## To do
What you return must be every line below that includes the word "caller".

## Provided records
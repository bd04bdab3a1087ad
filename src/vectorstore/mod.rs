//! C7: Vector Store interface (§4.7).

pub mod lance;
pub mod memory;

use std::collections::HashMap;

use async_trait::async_trait;

use crate::errors::CoreResult;

#[derive(Debug, Clone)]
pub struct VectorItem {
    pub id: String,
    pub vector: Vec<f32>,
    pub metadata: HashMap<String, String>,
}

#[derive(Debug, Clone)]
pub struct VectorMatch {
    pub id: String,
    pub score: f32,
    pub metadata: HashMap<String, String>,
}

#[derive(Debug, Clone, Copy)]
pub struct VectorStats {
    pub vector_count: usize,
}

/// A predicate over item metadata, used by `delete_by_filter`. Kept as a
/// closure rather than a query language, since the core has exactly one
/// caller (deleting vectors for a document within an upload namespace).
pub type MetadataFilter<'a> = &'a dyn Fn(&HashMap<String, String>) -> bool;

#[async_trait]
pub trait VectorStore: Send + Sync {
    /// Idempotent: creates the index/table for `namespace` if absent,
    /// verifying `dim` against any pre-existing table.
    async fn ensure_index(&self, namespace: &str, dim: usize, metric: &str) -> CoreResult<()>;

    /// Batched internally to provider limits.
    async fn upsert(&self, namespace: &str, items: Vec<VectorItem>) -> CoreResult<()>;

    async fn delete_by_ids(&self, namespace: &str, ids: &[String]) -> CoreResult<()>;

    async fn delete_by_filter(&self, namespace: &str, filter: MetadataFilter<'_>) -> CoreResult<()>;

    async fn delete_namespace(&self, namespace: &str) -> CoreResult<()>;

    /// Ordered list, score monotone in similarity (highest first).
    async fn query(
        &self,
        namespace: &str,
        vector: &[f32],
        top_k: usize,
        filter: Option<MetadataFilter<'_>>,
    ) -> CoreResult<Vec<VectorMatch>>;

    /// Bulk fetch by id, used by MMR (§4.13) to avoid one `query`-style
    /// lookup per candidate.
    async fn get_by_ids(&self, namespace: &str, ids: &[String]) -> CoreResult<Vec<VectorMatch>>;

    async fn stats(&self, namespace: &str) -> CoreResult<VectorStats>;
}
#[cfg(test)]
mod tests {
    use super::*;
    use crate::providers::fakes::{FakeEmbeddingProvider, FakeLlmProvider};
    use crate::types::{Document, DocumentStatus, FileType, Upload};
    use crate::vectorstore::memory::InMemoryVectorStore;
    use crate::vectorstore::{VectorItem, VectorStore};
    use chrono::Utc;

    async fn seed_doc(store: &MetadataStore, contents: &[&str]) -> (Uuid, Uuid, Vec<Chunk>) {
        let upload = Upload::new("batch".into(), 1);
        store.create_upload(&upload).unwrap();
        let doc = Document {
            id: Uuid::new_v4(),
            upload_id: upload.id,
            filename: "handbook.txt".into(),
            file_type: FileType::Txt,
            byte_size: 100,
            page_count: 1,
            content_hash: "hash".into(),
            storage_path: "/tmp/handbook.txt".into(),
            status: DocumentStatus::Completed,
            error_message: None,
            created_at: Utc::now(),
        };
        store.append_document(&doc).unwrap();
        let chunks: Vec<Chunk> = contents
            .iter()
            .enumerate()
            .map(|(i, text)| Chunk {
                id: Uuid::new_v4(),
                document_id: doc.id,
                chunk_index: i as u32,
                content: text.to_string(),
                token_count: text.split_whitespace().count(),
                start_char: 0,
                end_char: text.len(),
                page_number: Some(1),
                embedding_key: None,
                created_at: Utc::now(),
            })
            .collect();
        store.bulk_insert_chunks(doc.id, &chunks).unwrap();
        (upload.id, doc.id, chunks)
    }

    fn engine_with(
        store: Arc<MetadataStore>,
        tokenizers: Arc<TokenizerRegistry>,
        llm_answer: &str,
    ) -> QueryEngine {
        let embedder: Arc<dyn EmbeddingProvider> = Arc::new(FakeEmbeddingProvider::new(8));
        let llm: Arc<dyn LlmProvider> = Arc::new(FakeLlmProvider::new(llm_answer));
        let keyword = Arc::new(KeywordRetriever::new(store.clone()));
        let vectors: Arc<dyn VectorStore> = Arc::new(InMemoryVectorStore::new());
        let semantic = Arc::new(SemanticRetriever::new(embedder.clone(), vectors));
        let mut cfg = Config::default();
        cfg.tokenizer_name = "ws".into();
        QueryEngine::new(store, embedder, llm, keyword, semantic, tokenizers, cfg)
    }

    fn whitespace_tokenizer() -> tokenizers::Tokenizer {
        use tokenizers::models::wordlevel::WordLevel;
        use tokenizers::pre_tokenizers::whitespace::Whitespace;
        use tokenizers::TokenizerImpl;
        let vocab: HashMap<String, u32> = (0..10000).enumerate().map(|(i, _)| (format!("w{i}"), i as u32)).collect();
        let model = WordLevel::builder().vocab(vocab).unk_token("[UNK]".to_string()).build().unwrap();
        let mut tokenizer: TokenizerImpl<_, _, _, _, _> = TokenizerImpl::new(model);
        tokenizer.with_pre_tokenizer(Some(Whitespace {}));
        tokenizers::Tokenizer::from(tokenizer)
    }

    #[tokio::test]
    async fn rejects_too_short_query() {
        let store = Arc::new(MetadataStore::open_in_memory().unwrap());
        let tokenizers = Arc::new(TokenizerRegistry::new());
        tokenizers.register("ws", whitespace_tokenizer());
        let engine = engine_with(store, tokenizers, "answer");
        let err = engine.answer("ok", QueryOptions::default()).await.unwrap_err();
        assert!(matches!(err, CoreError::InvalidQuery(_)));
    }

    #[tokio::test]
    async fn empty_retrieval_returns_fallback_answer() {
        let store = Arc::new(MetadataStore::open_in_memory().unwrap());
        let tokenizers = Arc::new(TokenizerRegistry::new());
        tokenizers.register("ws", whitespace_tokenizer());
        let engine = engine_with(store, tokenizers, "should not be used");
        let result = engine.answer("what is the refund policy?", QueryOptions::default()).await.unwrap();
        assert_eq!(result.answer_text, FALLBACK_ANSWER);
        assert!(result.citations.is_empty());
    }

    #[tokio::test]
    async fn keyword_query_with_citation_is_parsed_and_persisted() {
        let store = Arc::new(MetadataStore::open_in_memory().unwrap());
        let tokenizers = Arc::new(TokenizerRegistry::new());
        tokenizers.register("ws", whitespace_tokenizer());
        let (_, _doc_id, _chunks) = seed_doc(
            &store,
            &["Refunds are processed within 30 days of purchase.", "Shipping takes five to seven business days."],
        )
        .await;

        let engine = engine_with(store.clone(), tokenizers, "Refunds take 30 days. [Source 1]");
        let mut opts = QueryOptions::default();
        opts.retrieval_method = Some(RetrievalMethod::Keyword);
        let result = engine.answer("how long do refunds take?", opts).await.unwrap();

        assert!(result.answer_text.contains("[Source 1]"));
        assert_eq!(result.citations.len(), 1);
        assert!(result.retrieval_stats.chunks_retrieved > 0);
        let persisted = store.get_query(result.id).unwrap();
        assert_eq!(persisted.id, result.id);
    }
}
//! Ingest command handler: build the embedder/stores, print progress,
//! report counts. Accepts files or directories; directories are walked
//! recursively with `walkdir`.

use std::path::{Path, PathBuf};

use anyhow::Result;

use docuquery::config::Config;
use docuquery::ingest::IncomingFile;
use docuquery::server::AppState;

fn collect_files(paths: &[PathBuf]) -> Result<Vec<IncomingFile>> {
    let mut files = Vec::new();
    for path in paths {
        if path.is_dir() {
            for entry in walkdir::WalkDir::new(path).into_iter().filter_map(|e| e.ok()) {
                if entry.file_type().is_file() {
                    files.push(read_one(entry.path())?);
                }
            }
        } else {
            files.push(read_one(path)?);
        }
    }
    Ok(files)
}

fn read_one(path: &Path) -> Result<IncomingFile> {
    let bytes = std::fs::read(path)?;
    let filename = path
        .file_name()
        .map(|n| n.to_string_lossy().to_string())
        .unwrap_or_else(|| path.to_string_lossy().to_string());
    Ok(IncomingFile { filename, bytes })
}

pub async fn run_ingest(data_dir: &Path, batch_label: &str, paths: &[PathBuf]) -> Result<()> {
    let cfg = Config::load(data_dir)?;
    println!("Initializing embedding model and stores...");
    let state = AppState::build(cfg).await?;

    let files = collect_files(paths)?;
    println!("Ingesting {} file(s) as batch {batch_label:?}...\n", files.len());
    let outcome = state.ingestion.ingest_batch(batch_label.to_string(), files).await?;

    // Force synchronous completion for the CLI's own accounting; indexing
    // is idempotent (vector ids are deterministic), so this just collapses
    // whatever the background worker already started.
    for doc in &outcome.documents {
        state.indexer.index_document(doc.id, false).await;
    }

    println!("Ingestion complete!");
    println!("  Upload:     {}", outcome.upload.id);
    println!("  Succeeded:  {}", outcome.upload.succeeded);
    println!("  Failed:     {}", outcome.upload.failed);
    for doc in &outcome.documents {
        println!("    {:?} -> {} ({})", doc.filename, doc.status, doc.id);
        if let Some(reason) = &doc.error_message {
            println!("      reason: {reason}");
        }
    }

    Ok(())
}
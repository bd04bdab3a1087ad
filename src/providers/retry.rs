//! Shared exponential-backoff-with-jitter retry, used by the embedding
//! provider (§4.6), the vector store (§4.8), and the LLM provider (§4.14).
//! Non-transient failures surface immediately; transient ones retry up to
//! `max_attempts` with delay doubling from `initial_delay` and ±25% jitter.

use std::future::Future;
use std::time::Duration;

use rand::Rng;

/// Runs `op` up to `max_attempts` times. `is_transient` classifies a
/// failure as retryable; the first non-transient failure, or exhaustion of
/// attempts, returns that failure to the caller.
pub async fn retry<T, E, Fut, F>(
    max_attempts: u32,
    initial_delay: Duration,
    is_transient: impl Fn(&E) -> bool,
    mut op: F,
) -> Result<T, E>
where
    F: FnMut() -> Fut,
    Fut: Future<Output = Result<T, E>>,
{
    let mut delay = initial_delay;
    let mut attempt = 0;
    loop {
        attempt += 1;
        match op().await {
            Ok(v) => return Ok(v),
            Err(e) if attempt < max_attempts && is_transient(&e) => {
                let jitter_factor = rand::thread_rng().gen_range(0.75..1.25);
                let sleep_for = delay.mul_f64(jitter_factor);
                tokio::time::sleep(sleep_for).await;
                delay *= 2;
            }
            Err(e) => return Err(e),
        }
    }
}

#[cfg(test)]
mod tests {
    use super::*;
    use std::sync::atomic::{AtomicU32, Ordering};

    #[tokio::test]
    async fn retries_transient_then_succeeds() {
        let attempts = AtomicU32::new(0);
        let result: Result<u32, &str> = retry(5, Duration::from_millis(1), |_| true, || {
            let n = attempts.fetch_add(1, Ordering::SeqCst);
            async move {
                if n < 2 {
                    Err("transient")
                } else {
                    Ok(42)
                }
            }
        })
        .await;
        assert_eq!(result, Ok(42));
        assert_eq!(attempts.load(Ordering::SeqCst), 3);
    }

    #[tokio::test]
    async fn non_transient_fails_immediately() {
        let attempts = AtomicU32::new(0);
        let result: Result<u32, &str> = retry(5, Duration::from_millis(1), |_| false, || {
            attempts.fetch_add(1, Ordering::SeqCst);
            async { Err("fatal") }
        })
        .await;
        assert_eq!(result, Err("fatal"));
        assert_eq!(attempts.load(Ordering::SeqCst), 1);
    }

    #[tokio::test]
    async fn exhausts_after_max_attempts() {
        let attempts = AtomicU32::new(0);
        let result: Result<u32, &str> = retry(3, Duration::from_millis(1), |_| true, || {
            attempts.fetch_add(1, Ordering::SeqCst);
            async { Err::<u32, _>("transient") }
        })
        .await;
        assert!(result.is_err());
        assert_eq!(attempts.load(Ordering::SeqCst), 3);
    }
}
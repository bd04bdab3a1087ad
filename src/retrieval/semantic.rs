//! C11: Semantic Retriever (§4.11).

use std::sync::Arc;

use uuid::Uuid;

use crate::errors::CoreResult;
use crate::providers::{EmbedTaskType, EmbeddingProvider};
use crate::vectorstore::VectorStore;

use super::ScoredChunk;

pub struct SemanticRetriever {
    embedder: Arc<dyn EmbeddingProvider>,
    vectors: Arc<dyn VectorStore>,
}

impl SemanticRetriever {
    pub fn new(embedder: Arc<dyn EmbeddingProvider>, vectors: Arc<dyn VectorStore>) -> Self {
        SemanticRetriever { embedder, vectors }
    }

    /// Embeds `query_text` with the query task type (when the provider
    /// distinguishes it), then queries C7 and recovers `chunk_id` from
    /// each match's metadata (§4.11 steps 1-3).
    pub async fn search(&self, query_text: &str, top_k: usize, namespace: &str) -> CoreResult<Vec<ScoredChunk>> {
        let embedding = self
            .embedder
            .embed(&[query_text.to_string()], EmbedTaskType::Query)
            .await?;
        let Some(vector) = embedding.vectors.into_iter().next() else {
            return Ok(Vec::new());
        };

        let matches = self.vectors.query(namespace, &vector, top_k, None).await?;
        Ok(matches
            .into_iter()
            .filter_map(|m| {
                m.metadata
                    .get("chunk_id")
                    .and_then(|s| Uuid::parse_str(s).ok())
                    .map(|chunk_id| ScoredChunk { chunk_id, score: m.score })
            })
            .collect())
    }
}

#[cfg(test)]
mod tests {
    use super::*;
    use crate::providers::fakes::FakeEmbeddingProvider;
    use crate::vectorstore::memory::InMemoryVectorStore;
    use crate::vectorstore::VectorItem;
    use std::collections::HashMap;

    #[tokio::test]
    async fn search_recovers_chunk_ids_from_metadata() {
        let embedder: Arc<dyn EmbeddingProvider> = Arc::new(FakeEmbeddingProvider::new(8));
        let vectors: Arc<dyn VectorStore> = Arc::new(InMemoryVectorStore::new());
        vectors.ensure_index("ns", 8, "cosine").await.unwrap();

        let chunk_id = Uuid::new_v4();
        let vector = embedder
            .embed(&["hello world".to_string()], EmbedTaskType::Document)
            .await
            .unwrap()
            .vectors
            .remove(0);
        let mut metadata = HashMap::new();
        metadata.insert("chunk_id".to_string(), chunk_id.to_string());
        vectors
            .upsert(
                "ns",
                vec![VectorItem {
                    id: "chunk:1".into(),
                    vector,
                    metadata,
                }],
            )
            .await
            .unwrap();

        let retriever = SemanticRetriever::new(embedder, vectors);
        let results = retriever.search("hello world", 5, "ns").await.unwrap();
        assert_eq!(results.len(), 1);
        assert_eq!(results[0].chunk_id, chunk_id);
    }
}
//! C12: Hybrid Retriever (§4.12).
//!
//! Reciprocal Rank Fusion is the default; `convex_fusion` offers a
//! min-max-normalized weighted-sum fusion as the alternate
//! `FusionStrategy::ConvexCombination`, an equally valid fusion law.

use std::collections::HashMap;

use uuid::Uuid;

use super::ScoredChunk;

/// `score(id) = Σ 1 / (rrf_k + rank + 1)` over whichever of `semantic`/
/// `keyword` the id appears in, rank 0-based. Ties broken by semantic rank
/// then keyword rank (§4.12).
pub fn reciprocal_rank_fusion(
    semantic: &[ScoredChunk],
    keyword: &[ScoredChunk],
    rrf_k: u32,
    top_k: usize,
) -> Vec<ScoredChunk> {
    let mut fused: HashMap<Uuid, f32> = HashMap::new();
    let mut semantic_rank: HashMap<Uuid, usize> = HashMap::new();
    let mut keyword_rank: HashMap<Uuid, usize> = HashMap::new();

    for (rank, item) in semantic.iter().enumerate() {
        *fused.entry(item.chunk_id).or_insert(0.0) += 1.0 / (rrf_k as f32 + rank as f32 + 1.0);
        semantic_rank.insert(item.chunk_id, rank);
    }
    for (rank, item) in keyword.iter().enumerate() {
        *fused.entry(item.chunk_id).or_insert(0.0) += 1.0 / (rrf_k as f32 + rank as f32 + 1.0);
        keyword_rank.insert(item.chunk_id, rank);
    }

    let mut results: Vec<ScoredChunk> = fused
        .into_iter()
        .map(|(chunk_id, score)| ScoredChunk { chunk_id, score })
        .collect();
    results.sort_by(|a, b| {
        b.score
            .partial_cmp(&a.score)
            .unwrap_or(std::cmp::Ordering::Equal)
            .then_with(|| {
                let a_rank = semantic_rank.get(&a.chunk_id).copied().unwrap_or(usize::MAX);
                let b_rank = semantic_rank.get(&b.chunk_id).copied().unwrap_or(usize::MAX);
                a_rank.cmp(&b_rank)
            })
            .then_with(|| {
                let a_rank = keyword_rank.get(&a.chunk_id).copied().unwrap_or(usize::MAX);
                let b_rank = keyword_rank.get(&b.chunk_id).copied().unwrap_or(usize::MAX);
                a_rank.cmp(&b_rank)
            })
    });
    results.truncate(top_k);
    results
}

fn min_max_normalize(scores: &[ScoredChunk]) -> HashMap<Uuid, f32> {
    if scores.is_empty() {
        return HashMap::new();
    }
    let min = scores.iter().map(|s| s.score).fold(f32::INFINITY, f32::min);
    let max = scores.iter().map(|s| s.score).fold(f32::NEG_INFINITY, f32::max);
    let range = (max - min).max(f32::EPSILON);
    scores
        .iter()
        .map(|s| (s.chunk_id, (s.score - min) / range))
        .collect()
}

/// Alternate fusion: weighted sum of min-max-normalized scores
/// (equal 0.5/0.5 weighting).
pub fn convex_fusion(semantic: &[ScoredChunk], keyword: &[ScoredChunk], top_k: usize) -> Vec<ScoredChunk> {
    let sem_norm = min_max_normalize(semantic);
    let kw_norm = min_max_normalize(keyword);
    let mut ids: Vec<Uuid> = sem_norm.keys().chain(kw_norm.keys()).copied().collect();
    ids.sort();
    ids.dedup();

    let mut results: Vec<ScoredChunk> = ids
        .into_iter()
        .map(|chunk_id| {
            let s = sem_norm.get(&chunk_id).copied().unwrap_or(0.0);
            let k = kw_norm.get(&chunk_id).copied().unwrap_or(0.0);
            ScoredChunk {
                chunk_id,
                score: 0.5 * s + 0.5 * k,
            }
        })
        .collect();
    results.sort_by(|a, b| b.score.partial_cmp(&a.score).unwrap_or(std::cmp::Ordering::Equal));
    results.truncate(top_k);
    results
}

#[cfg(test)]
mod tests {
    use super::*;

    #[test]
    fn items_in_both_lists_outrank_single_list_items() {
        let a = Uuid::new_v4();
        let b = Uuid::new_v4();
        let c = Uuid::new_v4();
        let semantic = vec![
            ScoredChunk { chunk_id: a, score: 0.9 },
            ScoredChunk { chunk_id: b, score: 0.8 },
        ];
        let keyword = vec![
            ScoredChunk { chunk_id: a, score: 5.0 },
            ScoredChunk { chunk_id: c, score: 4.0 },
        ];
        let fused = reciprocal_rank_fusion(&semantic, &keyword, 60, 10);
        assert_eq!(fused[0].chunk_id, a);
    }

    #[test]
    fn respects_top_k_truncation() {
        let items: Vec<ScoredChunk> = (0..10)
            .map(|i| ScoredChunk {
                chunk_id: Uuid::new_v4(),
                score: i as f32,
            })
            .collect();
        let fused = reciprocal_rank_fusion(&items, &[], 60, 3);
        assert_eq!(fused.len(), 3);
    }

    #[test]
    fn convex_fusion_blends_normalized_scores() {
        let a = Uuid::new_v4();
        let semantic = vec![ScoredChunk { chunk_id: a, score: 1.0 }];
        let keyword = vec![ScoredChunk { chunk_id: a, score: 1.0 }];
        let fused = convex_fusion(&semantic, &keyword, 10);
        assert_eq!(fused[0].chunk_id, a);
    }
}
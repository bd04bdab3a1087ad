//! DOCX extraction via `docx-rs`. No fallback parser is specified for this
//! format (§4.3); page count is estimated since DOCX has no intrinsic page
//! boundaries without running a layout engine.

use std::path::Path;

use crate::errors::{CoreError, CoreResult};

use super::{Extraction, CHARS_PER_ESTIMATED_PAGE};

pub fn extract(path: &Path, filename: &str) -> CoreResult<Extraction> {
    let bytes = std::fs::read(path)?;
    let docx = docx_rs::read_docx(&bytes).map_err(|e| CoreError::ExtractionFailed {
        filename: filename.to_string(),
        reason: format!("{e:?}"),
    })?;

    let mut text = String::new();
    for child in &docx.document.children {
        collect_paragraph_text(child, &mut text);
    }

    let char_count = text.chars().count();
    let page_count = ((char_count as f64) / CHARS_PER_ESTIMATED_PAGE as f64).ceil() as usize;
    let page_count = page_count.max(1);

    Ok(Extraction {
        text,
        page_count,
        // Estimated page counts have no real character-offset breaks to
        // anchor chunk attribution to.
        per_page_breaks: None,
    })
}

fn collect_paragraph_text(node: &docx_rs::DocumentChild, out: &mut String) {
    if let docx_rs::DocumentChild::Paragraph(p) = node {
        for run_child in &p.children {
            if let docx_rs::ParagraphChild::Run(run) = run_child {
                for rc in &run.children {
                    if let docx_rs::RunChild::Text(t) = rc {
                        out.push_str(&t.text);
                    }
                }
            }
        }
        out.push('\n');
        out.push('\n');
    }
}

## Output
/// caller (deleting vectors for a document within an upload namespace).
/// attempts, returns that failure to the caller.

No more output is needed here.